Bei einer Untergruppe von Menschen mit schwerem COVID-19 war die Anzahl der Antikörper gegen C. albicans in ihrem Blut mit der Anzahl von Immunzellen namens neutrophilen Granulozyten verbunden, die Entzündungen auslösen können.

 

Als die Forscher Mäuse mit C. albicans infizierten, die aus dem Blut von Menschen mit schwerem COVID-19 extrahiert wurden, und sie dann mit SARS-CoV-2 infizierten, stellten sie fest, dass mehr neutrophile Granulozyten in die Lungen der Tiere einwanderten und eine entzündliche Reaktion auslösten als bei Mäusen, die nur mit SARS-CoV-2 infiziert waren. Wenn sie diesen Mäusen ein antifungales Medikament verabreichten, verringerte es die Anzahl und Aktivität der neutrophilen Granulozyten.

 

Long COVID

Die Studie ergab auch, dass Menschen mit schwerem COVID-19 auch lange nach ihrer Genesung von der Krankheit erhöhte Spiegel von Antikörpern gegen C. albicans und gegen Pilzvorläufer aufwiesen, die darauf vorbereitet waren, Pilzen entgegenzuwirken - bis zu einem Jahr später bei einigen Menschen.
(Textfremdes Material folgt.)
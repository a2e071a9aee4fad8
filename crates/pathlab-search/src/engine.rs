//! The engine facade: board edits, run control, stepping, queries.

use std::fmt;

use pathlab_grid::{Board, BoardError, CellKind, Coord};

use crate::run::{Algorithm, CellDelta, Run, RunStatus};
use crate::stats::Stats;

/// Tunables consumed when a run starts.
///
/// Changing the config never affects a run already in flight; the engine
/// snapshots it at [`Engine::start`].
#[derive(Copy, Clone, Debug, Default, PartialEq, Eq)]
#[cfg_attr(feature = "serde", derive(serde::Serialize, serde::Deserialize))]
pub struct SearchConfig {
    /// Replace the Manhattan heuristic with squared axis deltas, which
    /// biases A* exploration toward the diagonal. Inadmissible on purpose;
    /// the other algorithms ignore it.
    pub diagonal_priority: bool,
}

/// What one [`Engine::step`] did: the status afterwards and the cells
/// whose kind changed, for incremental redraws.
#[derive(Clone, Debug, PartialEq, Eq)]
#[cfg_attr(feature = "serde", derive(serde::Serialize, serde::Deserialize))]
pub struct StepReport {
    pub status: RunStatus,
    pub changed: Vec<CellDelta>,
}

/// Snapshot of a single cell: its kind plus whatever cost fields the
/// current run tracks for it (`g` for Dijkstra; `g`, `h`, `f` for A*).
#[derive(Copy, Clone, Debug, PartialEq, Eq)]
#[cfg_attr(feature = "serde", derive(serde::Serialize, serde::Deserialize))]
pub struct CellView {
    pub kind: CellKind,
    pub g: Option<i32>,
    pub h: Option<i32>,
    pub f: Option<i32>,
}

/// The interactive search engine: one board, at most one run.
///
/// The caller paces execution by calling [`step`](Self::step); each call
/// performs at most one cell expansion, so an animation loop can draw
/// between calls. Board edits are rejected while a run is in progress;
/// [`reset_run`](Self::reset_run) cancels it.
pub struct Engine {
    board: Board,
    run: Option<Run>,
    config: SearchConfig,
}

impl Engine {
    /// An engine over a blank `side` × `side` board.
    pub fn new(side: usize) -> Self {
        Self::from_board(Board::new(side))
    }

    /// An engine over an existing board.
    pub fn from_board(board: Board) -> Self {
        Self {
            board,
            run: None,
            config: SearchConfig::default(),
        }
    }

    /// The underlying board, for rendering and inspection.
    #[inline]
    pub fn board(&self) -> &Board {
        &self.board
    }

    /// The config that the next [`start`](Self::start) will snapshot.
    #[inline]
    pub fn config(&self) -> SearchConfig {
        self.config
    }

    /// Mutable access to the config. Takes effect at the next start.
    #[inline]
    pub fn config_mut(&mut self) -> &mut SearchConfig {
        &mut self.config
    }

    /// Place a designation. Rejected while a run is in progress.
    pub fn place(&mut self, c: Coord, kind: CellKind) -> Result<(), EngineError> {
        if self.is_running() {
            return Err(EngineError::Busy);
        }
        self.board.place(c, kind)?;
        Ok(())
    }

    /// Revert a cell to blank. Rejected while a run is in progress.
    pub fn erase(&mut self, c: Coord) -> Result<(), EngineError> {
        if self.is_running() {
            return Err(EngineError::Busy);
        }
        self.board.erase(c)?;
        Ok(())
    }

    /// Wipe the board and drop any finished run. Rejected while running.
    pub fn clear_board(&mut self) -> Result<(), EngineError> {
        if self.is_running() {
            return Err(EngineError::Busy);
        }
        self.run = None;
        self.board.clear();
        Ok(())
    }

    /// Drop the run (cancelling it if live) and revert its marks.
    /// Designations stay. Idempotent.
    pub fn reset_run(&mut self) {
        self.board.reset_marks();
        self.run = None;
    }

    /// Begin a run with the given algorithm.
    ///
    /// Requires a placed Start and End and no run in progress. Marks from a
    /// previous finished run are reverted, and that run is replaced.
    pub fn start(&mut self, algorithm: Algorithm) -> Result<(), EngineError> {
        if self.is_running() {
            return Err(EngineError::Busy);
        }
        let start = self.board.start().ok_or(EngineError::StartUnplaced)?;
        let end = self.board.end().ok_or(EngineError::EndUnplaced)?;
        let seed = self.board.index_of(start).ok_or(EngineError::StartUnplaced)?;
        let goal = self.board.index_of(end).ok_or(EngineError::EndUnplaced)?;
        self.board.reset_marks();
        self.run = Some(Run::new(
            &self.board,
            algorithm,
            seed,
            goal,
            self.config.diagonal_priority,
        ));
        Ok(())
    }

    /// Perform one unit of search work.
    ///
    /// With no run in progress (idle or terminal) this is a no-op that
    /// reports the current status, so render loops can call it blindly.
    /// The only error is a corrupted run, which also leaves it `Failed`.
    pub fn step(&mut self) -> Result<StepReport, EngineError> {
        let Some(run) = self.run.as_mut() else {
            return Ok(StepReport {
                status: RunStatus::Idle,
                changed: Vec::new(),
            });
        };
        if run.status != RunStatus::Running {
            return Ok(StepReport {
                status: run.status,
                changed: Vec::new(),
            });
        }
        let mut changed = Vec::new();
        match run.step(&mut self.board, &mut changed) {
            Ok(()) => Ok(StepReport {
                status: run.status,
                changed,
            }),
            Err(_) => Err(EngineError::MalformedRun),
        }
    }

    /// Whether a run is in progress (started and not yet terminal).
    #[inline]
    pub fn is_running(&self) -> bool {
        matches!(
            self.run.as_ref().map(|r| r.status),
            Some(RunStatus::Running)
        )
    }

    /// Current run status; `Idle` when no run exists.
    #[inline]
    pub fn status(&self) -> RunStatus {
        self.run.as_ref().map_or(RunStatus::Idle, |r| r.status)
    }

    /// The algorithm of the current run, if any.
    #[inline]
    pub fn algorithm(&self) -> Option<Algorithm> {
        self.run.as_ref().map(|r| r.algorithm)
    }

    /// Inspect one cell. Out-of-bounds coordinates are rejected.
    pub fn cell(&self, c: Coord) -> Result<CellView, EngineError> {
        let idx = self
            .board
            .index_of(c)
            .ok_or(BoardError::OutOfBounds(c))?;
        let mut view = CellView {
            kind: self.board.kind(idx),
            g: None,
            h: None,
            f: None,
        };
        if let Some(run) = &self.run {
            let node = &run.nodes[idx];
            if node.visited {
                match run.algorithm {
                    Algorithm::Dijkstra => view.g = Some(node.g),
                    Algorithm::AStar => {
                        view.g = Some(node.g);
                        view.h = Some(node.h);
                        view.f = Some(node.f);
                    }
                    _ => {}
                }
            }
        }
        Ok(view)
    }

    /// Final numbers for the current run; `None` until it reaches a
    /// terminal state.
    #[inline]
    pub fn stats(&self) -> Option<Stats> {
        self.run.as_ref().and_then(|r| r.stats)
    }

    /// The reconstructed path in start-to-end order, start cell excluded,
    /// end cell included. Empty unless the run succeeded.
    pub fn path(&self) -> Vec<Coord> {
        match &self.run {
            Some(run) => run.path.iter().map(|&i| self.board.coord_of(i)).collect(),
            None => Vec::new(),
        }
    }
}

/// Errors from engine operations.
#[derive(Debug, Clone, PartialEq, Eq)]
pub enum EngineError {
    /// A run is in progress; edits and starts are rejected until it
    /// finishes or is reset.
    Busy,
    /// No Start cell is placed.
    StartUnplaced,
    /// No End cell is placed.
    EndUnplaced,
    /// The run state is corrupted (broken predecessor chain).
    MalformedRun,
    /// A board-level rejection, e.g. an out-of-bounds coordinate.
    Board(BoardError),
}

impl fmt::Display for EngineError {
    fn fmt(&self, f: &mut fmt::Formatter<'_>) -> fmt::Result {
        match self {
            Self::Busy => write!(f, "engine: a run is already in progress"),
            Self::StartUnplaced => write!(f, "engine: no start cell is placed"),
            Self::EndUnplaced => write!(f, "engine: no end cell is placed"),
            Self::MalformedRun => {
                write!(f, "engine: run state is corrupted (broken predecessor chain)")
            }
            Self::Board(e) => write!(f, "{e}"),
        }
    }
}

impl std::error::Error for EngineError {
    fn source(&self) -> Option<&(dyn std::error::Error + 'static)> {
        match self {
            Self::Board(e) => Some(e),
            _ => None,
        }
    }
}

impl From<BoardError> for EngineError {
    fn from(e: BoardError) -> Self {
        Self::Board(e)
    }
}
Diese Faktoren deuten darauf hin, dass Veränderungen im Mykobiota während einer SARS-CoV-2-Infektion zu den mit Long COVID verbundenen Entzündungen beitragen könnten.

 

Die COVID-Lockdowns haben die Mikrobiome von Babys verändert

"Es gibt eine Vielzahl von Theorien darüber, was anhaltende Symptome nach COVID auslösen könnte", sagt Aran Singanayagam, ein Atemwegsimmunologe am Imperial College London. "Mikrobielle Dysbiose, sei es im Darm oder in den Lungen, ist eine der Haupttheorien, die von Menschen vorgeschlagen werden, daher denke ich, dass dies Gewicht auf diese Theorie legt."

 

Die Forscher sind sich einig, dass weitere Untersuchungen notwendig sind, um den Zusammenhang zwischen Darmpilzen und COVID-19 zu untersuchen. Es ist noch unklar, ob die beobachteten Veränderungen im Mykobiota bei Menschen mit COVID-19 aufgrund der Krankheit selbst aufgetreten sind oder ob sie ihr vorausgingen und die Menschen anfälliger machten, so Singanayagam.

 

Wenn zukünftige Studien mehr über die involvierten Mechanismen aufdecken, könnten bereits vorhandene antifungale Behandlungen zur Hilfe für Menschen mit COVID-19 umfunktioniert werden. Iliev hofft, dass diese Arbeit die Menschen dazu bringt, über diese gemeinsamen biologischen Faktoren nachzudenken, die wir bei sehr unterschiedlichen Krankheiten sehen, und wie wir diese nutzen können.